Kalau kedua hal itu (pertanian dan peternakan) kuat, maka adharma tidak
dapat masuk menguasai manusia. Yang menarik untuk dipahami adalah
Pagerwesi adalah hari raya yang lebih diperuntukkan para pendeta (sang
purohita). Hal ini dapat dipahami, karena untuk menjangkau vibrasi yoga
Sanghyang Pramesti Guru tidaklah mudah. Hanya orang tertentu yang dapat
menjangkau vibrasi Sanghyang Pramesti Guru. Karena itu ditekankan pada
pendeta dan beliaulah yang akan melanjutkan pada masyarakat umum. Dalam
agama Hindu, purohita adalah adi guru loka yaitu guru utama dari
masyarakat.
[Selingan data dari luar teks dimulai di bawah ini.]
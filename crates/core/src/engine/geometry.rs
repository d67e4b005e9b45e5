//! Stack layout
//!
//! Pure mapping from the ordered profile list to per-card render values.
//! Index 0 is the bottom card; the last index is the top.

use serde::Serialize;
use swipedeck_domain::constants::{
    FLY_OUT_DISTANCE, LIKE_STAMP_ROTATION_DEGREES, NOPE_STAMP_ROTATION_DEGREES, ROTATION_DIVISOR,
    STACK_OFFSET_STEP, STACK_SCALE_STEP, VERTICAL_FOLLOW_FACTOR,
};
use swipedeck_domain::{Profile, ProfileId, Translation};

/// Render values for one card in the stack
#[derive(Debug, Clone, PartialEq, Serialize)]
pub struct CardGeometry {
    pub profile_id: ProfileId,
    /// Distance from the top; 0 is the top card
    pub depth: usize,
    pub vertical_offset: f64,
    pub scale: f64,
    /// Higher values draw above lower ones
    pub z_order: usize,
    /// Only the top card accepts pointer input
    pub interactive: bool,
    /// Live drag transform, present only on the card being dragged
    pub drag: Option<DragVisual>,
}

/// Visual state derived from the active drag translation
#[derive(Debug, Clone, Copy, PartialEq, Serialize)]
pub struct DragVisual {
    pub offset_x: f64,
    /// Damped vertical follow
    pub offset_y: f64,
    pub rotation_degrees: f64,
    pub like_opacity: f64,
    pub nope_opacity: f64,
    /// Fixed tilt of the LIKE stamp
    pub like_stamp_rotation: f64,
    /// Fixed tilt of the NOPE stamp
    pub nope_stamp_rotation: f64,
}

impl DragVisual {
    pub fn from_translation(translation: Translation, threshold: f64) -> Self {
        let like_opacity =
            if translation.x > 0.0 { (translation.x / threshold).clamp(0.0, 1.0) } else { 0.0 };
        let nope_opacity =
            if translation.x < 0.0 { (-translation.x / threshold).clamp(0.0, 1.0) } else { 0.0 };

        Self {
            offset_x: translation.x,
            offset_y: translation.y * VERTICAL_FOLLOW_FACTOR,
            rotation_degrees: translation.x / ROTATION_DIVISOR,
            like_opacity,
            nope_opacity,
            like_stamp_rotation: LIKE_STAMP_ROTATION_DEGREES,
            nope_stamp_rotation: NOPE_STAMP_ROTATION_DEGREES,
        }
    }
}

/// Horizontal target for the fly-out animation of a resolved swipe
pub fn exit_offset_x(liked: bool) -> f64 {
    if liked {
        FLY_OUT_DISTANCE
    } else {
        -FLY_OUT_DISTANCE
    }
}

/// Lay out the stack without any drag applied.
#[allow(clippy::cast_precision_loss)]
pub fn stack_geometry(profiles: &[Profile]) -> Vec<CardGeometry> {
    let count = profiles.len();
    profiles
        .iter()
        .enumerate()
        .map(|(index, profile)| {
            let depth = count - 1 - index;
            CardGeometry {
                profile_id: profile.id,
                depth,
                vertical_offset: depth as f64 * STACK_OFFSET_STEP,
                scale: 1.0 - depth as f64 * STACK_SCALE_STEP,
                z_order: index,
                interactive: depth == 0,
                drag: None,
            }
        })
        .collect()
}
Sang Purohita-lah yang lebih mampu menggerakkan atma dengan
tapa brata.
Dalam Manawa Dharmasastra V, 109 disebutkan:
Atma
dibersihkan dengan tapa bratabudhi dibersihkan dengan ilmu pengetahuan
(widia) manah (pikiran) dibersihkan dengan kebenaran dan kejujuran yang
disebut satya.
Penjelasan Manawa Dharmasastra ini adalah bahwa
atma yang tidak diselimuti oleh awan kegelapan dari hawa nafsu akan
dapat menerima vibrasi spiritual dari Brahman. Vibrasi spiritual itulah
sebagai pagar besi dari kehidupan dan itu pulalah guru sejati. Karena
itu amat ditekankan pada Hari Raya Pagerwesi para pendeta agar ngarga,
mapasang lingga.
Ngarga adalah suatu tempat untuk membuat tirtha
bagi para pendeta. Sebelum membuat tirtha, terlebih dahulu pendeta
menyucikan arga dengan air, dengan pengasepan sampai disucikan dengan
mantra-mantra tertentu sehingga tirtha yang dihasilkan betul-betul amat
suci. Pembuatan tirtha dalam upacara-upacara besar dilakukan dengan
mapulang lingga. Tirtha suci itulah yang akan dibagikan kepada umat.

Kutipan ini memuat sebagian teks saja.